Causa estupor o número de seguranças entre os funcionários terceirizados. São 435! O leitor não se enganou: são 435. Nem na Casa Branca tem tanto segurança. Será que o STF está sendo ameaçado e não sabemos? Parte destes vigilantes é de seguranças pessoais de ministros. Só Cézar Peluso tem 9 homens para protegê-lo em São Paulo (fora os de Brasília). Não é uma exceção: Ricardo Lewandovski tem 8 exercendo a mesma função em São Paulo.

Mas os números continuam impressionando. Somente entre as funcionárias terceirizadas, estão registradas 239 recepcionistas. Com toda a certeza, é o tribunal que melhor recebe as pessoas em todo mundo. Será que são necessárias mais de duas centenas de recepcionistas para o STF cumprir suas tarefas rotineiras? Não é mais um abuso? Ah, abuso é que não falta naquela Corte. Só de assistência médica e odontológica o tribunal gastou em 2010, R$16 milhões. O orçamento total do STF foi de R$518 milhões, dos quais R$315 milhões somente para o pagamento de salários.

Falando em relatório, chama a atenção o número de fotografias onde está presente Cézar Peluso. No momento da leitura recordei o comentário de Nélson Rodrigues sobre Pedro Bloch. O motivo foi uma entrevista para a revista “Manchete”. O maior teatrólogo brasileiro ironizou o colega: “Ninguém ama tanto Pedro Bloch como o próprio Pedro Bloch.” Peluso é o Bloch da vez. Deve gostar muito de si mesmo. São 12 fotos, parte delas de página inteira. Os outros ministros aparecem em uma ou duas fotos. Ele, não. Reservou para si uma dúzia de fotos, a última cercado por crianças. A egolatria chega ao ponto de, ao apresentar a página do STF na intranet, também ter reproduzida uma foto sua acompanhada de uma frase (irônica?) destacando que “a experiência do Judiciário brasileiro tem importância mundial”.

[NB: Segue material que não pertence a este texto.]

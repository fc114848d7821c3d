//! Metadata records: a resolved file plus its classified type.

use chrono::{DateTime, Utc};

use crate::model::file::IPFile;
use crate::model::metadata_type::MetadataType;

/// A preservation/other metadata record, or the core of a descriptive one.
#[derive(Debug, Clone)]
pub struct MetadataRecord {
    id: Option<String>,
    file: IPFile,
    metadata_type: MetadataType,
    created: Option<DateTime<Utc>>,
}

impl MetadataRecord {
    pub fn new(file: IPFile, metadata_type: MetadataType) -> Self {
        Self {
            id: None,
            file,
            metadata_type,
            created: None,
        }
    }

    pub fn with_id(mut self, id: impl Into<String>) -> Self {
        self.id = Some(id.into());
        self
    }

    pub fn with_created(mut self, created: DateTime<Utc>) -> Self {
        self.created = Some(created);
        self
    }

    pub fn id(&self) -> Option<&str> {
        self.id.as_deref()
    }

    pub fn file(&self) -> &IPFile {
        &self.file
    }

    pub fn metadata_type(&self) -> &MetadataType {
        &self.metadata_type
    }

    pub fn created(&self) -> Option<DateTime<Utc>> {
        self.created
    }
}

/// A descriptive metadata record; additionally tracks the schema-declared
/// type version.
#[derive(Debug, Clone)]
pub struct DescriptiveMetadata {
    record: MetadataRecord,
    metadata_version: Option<String>,
}

impl DescriptiveMetadata {
    pub fn new(file: IPFile, metadata_type: MetadataType, version: Option<String>) -> Self {
        Self {
            record: MetadataRecord::new(file, metadata_type),
            metadata_version: version,
        }
    }

    pub fn with_id(mut self, id: impl Into<String>) -> Self {
        self.record = self.record.with_id(id);
        self
    }

    pub fn with_created(mut self, created: DateTime<Utc>) -> Self {
        self.record = self.record.with_created(created);
        self
    }

    pub fn record(&self) -> &MetadataRecord {
        &self.record
    }

    pub fn id(&self) -> Option<&str> {
        self.record.id()
    }

    pub fn file(&self) -> &IPFile {
        self.record.file()
    }

    pub fn metadata_type(&self) -> &MetadataType {
        self.record.metadata_type()
    }

    pub fn created(&self) -> Option<DateTime<Utc>> {
        self.record.created()
    }

    pub fn metadata_version(&self) -> Option<&str> {
        self.metadata_version.as_deref()
    }
}
//! Turns declared file references into verified [`IPFile`] handles.
//!
//! Absence and integrity failures never propagate as errors; they surface as
//! report entries and an empty result, so one bad file costs exactly one
//! model entry and nothing else.

use std::path::Path;

use chrono::{DateTime, Utc};

use crate::checksum::{self, IntegrityError};
use crate::mets::HrefEncoding;
use crate::model::file::{relative_folders, IPFile};
use crate::report::{codes, ValidationEntry, ValidationReport};

/// What a description document claims about one file.
#[derive(Debug, Clone, Default)]
pub struct DeclaredFile<'a> {
    pub href: &'a str,
    pub checksum: Option<&'a str>,
    pub checksum_type: Option<&'a str>,
    pub mimetype: Option<&'a str>,
    pub size: Option<u64>,
    pub created: Option<&'a str>,
    /// Identifier of the declaring element, for report context.
    pub id: Option<&'a str>,
}

/// Report codes for one resolution: (found INFO, not-found ERROR).
pub type FileCodes = (&'static str, &'static str);

/// Resolve one declared file against `base_path`.
///
/// `zone_root` anchors the relative-folder computation that preserves
/// subfolder layout across a rebuild. Missing file and checksum failure both
/// emit ERROR and yield `None`; success emits the INFO code and the populated
/// handle.
pub fn resolve(
    base_path: &Path,
    zone_root: &Path,
    declared: &DeclaredFile<'_>,
    encoding: HrefEncoding,
    report: &ValidationReport,
    (found_code, not_found_code): FileCodes,
) -> Option<IPFile> {
    let relative = encoding.decode(declared.href);
    let path = base_path.join(relative.as_ref());

    if !path.is_file() {
        let mut entry = ValidationEntry::error(not_found_code, "referenced file does not exist")
            .with_path(base_path)
            .with_path(&path);
        if let Some(id) = declared.id {
            entry = entry.with_related(id);
        }
        report.add(entry);
        return None;
    }

    if let Some(declared_digest) = declared.checksum {
        let algorithm = declared.checksum_type.unwrap_or_default();
        match checksum::verify(&path, algorithm, declared_digest) {
            Ok(()) => {}
            Err(err) => {
                report.add(integrity_entry(&err, &path, declared.id));
                return None;
            }
        }
    }

    let mut file = IPFile::new(&path)
        .with_relative_folders(relative_folders(zone_root, &path));
    if let (Some(algorithm), Some(digest)) = (declared.checksum_type, declared.checksum) {
        file = file.with_checksum(algorithm, digest);
    }
    if let Some(mimetype) = declared.mimetype {
        file = file.with_mimetype(mimetype);
    }
    if let Some(size) = declared.size {
        file = file.with_size(size);
    }
    if let Some(created) = declared.created.and_then(parse_timestamp) {
        file = file.with_created(created);
    }

    report.add(
        ValidationEntry::info(found_code, "file found and verified")
            .with_path(base_path)
            .with_path(&path),
    );
    Some(file)
}

fn integrity_entry(err: &IntegrityError, path: &Path, id: Option<&str>) -> ValidationEntry {
    let code = match err {
        IntegrityError::UnknownAlgorithm(_) => codes::CHECKSUM_ALGORITHM_UNKNOWN,
        IntegrityError::Mismatch { .. } => codes::CHECKSUM_MISMATCH,
        IntegrityError::Io(_) => codes::CHECKSUM_NOT_COMPUTABLE,
    };
    let mut entry = ValidationEntry::error(code, "file integrity verification failed")
        .with_path(path)
        .with_cause(err);
    if let Some(id) = id {
        entry = entry.with_related(id);
    }
    entry
}

/// Lenient timestamp parse for declared creation dates.
pub fn parse_timestamp(raw: &str) -> Option<DateTime<Utc>> {
    DateTime::parse_from_rfc3339(raw.trim())
        .ok()
        .map(|dt| dt.with_timezone(&Utc))
}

No relatório já citado, o ministro Peluso escreveu algumas linhas, logo na introdução, explicando a importância das atividades do tribunal. E concluiu, numa linguagem confusa, que “a sociedade confia na Corte Suprema de seu País. Fazer melhor, a cada dia, ainda que em pequenos mas significativos passos, é nossa responsabilidade, nosso dever e nosso empenho permanente”. Se Bussunda estivesse vivo poderia retrucar com aquele bordão inesquecível: “Fala sério, ministro!”

As mazelas do STF têm raízes na crise das instituições da jovem democracia brasileira. Se os três Poderes da República têm sérios problemas de funcionamento, é inegável que o Judiciário é o pior deles. E deveria ser o mais importante. Ninguém entende o seu funcionamento. É lento e caro. Seus membros buscam privilégios, e não a austeridade.

Confundem independência entre os poderes com autonomia para fazer o que bem entendem. Estão de costas para o país. No fundo, desprezam as insistentes cobranças por justiça. Consideram uma intromissão.

MARCO ANTONIO VILLA é historiador e professor da Universidade Federal de São Carlos-SP.